EUROPE – Ratings agency Fitch has entered the debate on whether the size of pension deficits should affect companies’ credit ratings.

And it says that its credit ratings of companies are likely to be affected by pension liabilities over the next few months.

“Ratings are likely to start to be affected over the next few months as declines in asset values supporting these liabilities start to be disclosed in 2002 results,” Fitch said in a report on European pensions.

Fitch is following its rival Standard & Poor’s, which has begun to downgrade companies because of pension liabilities.

“The general rise in pension liabilities does require some modification to Fitch’s financial ration analysis,” Fitch acknowledges.

It says it will start to add pension fund deficits to financial indebtedness as a “supplementary tool” in its quantitative financial analysis. Fitch will also adapt its coverage ratios to establish the ability of a company’s profits and cash flow to cover pension contributions.

The adapted coverage ratios would enable it to quantify the impact of pension fund deficits on credit ratings more accurately, it says. The move would “improve transparency for the investor”.

“Our initial conclusions are that European corporate credit ratings are not changing in a wholesale fashion because of this issue,” Fitch added.

There were problems with the different accounting standards in use in Europe, it said. “Significant additional convergence needs to take place in order to allow true cross border analysis of companies and in particular pension arrangements for companies.”
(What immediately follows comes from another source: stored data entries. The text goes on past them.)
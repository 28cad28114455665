// Equity Trading Bot Library
//
// An automated position-management orchestrator for an equities account:
// periodic position monitoring, a lagging-signal decision engine, a
// per-symbol lot ledger, and serialized trade execution.

pub mod clients;
pub mod config;
pub mod core;
pub mod error;

// Re-export core trading types
pub use crate::core::{
    Bar, FilledOrder, InboundQueue, LotLedger, MarketGateway, OrderConfirmation, OrderSide,
    Position, PositionCache, RunningFlag, StreamClient, TradeExecutor, TradeSignal, TradingBot,
};

// Re-export error types
pub use crate::error::{TradingError, TradingResult};

// Re-export configuration
pub use crate::config::{Config, ConfigError, GatewayConfig, LoggingConfig, TradingConfig};

// Re-export client types
pub use crate::clients::{AlpacaGateway, AlpacaStream};
// Core trading logic modules

pub mod engine;
pub mod executor;
pub mod ledger;
pub mod orchestrator;
pub mod types;

// Re-export commonly used types
pub use executor::TradeExecutor;
pub use ledger::LotLedger;
pub use orchestrator::TradingBot;
pub use types::{
    Bar, FilledOrder, InboundQueue, MarketGateway, OrderConfirmation, OrderSide, Position,
    PositionCache, RunningFlag, StreamClient, TradeSignal,
};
It added that ratings changes were most likely where a company has to increase the cash it must put into its pension scheme while diverting funds from other lenders.

Fitch said it had been “informally” taking pension deficits into account when analysing German firms, though it would now put that on a more formal basis.

S&P said on March 20 that it “views unfunded liabilities relating to defined benefit pension plans and retiree medical plans as debt-like in nature”.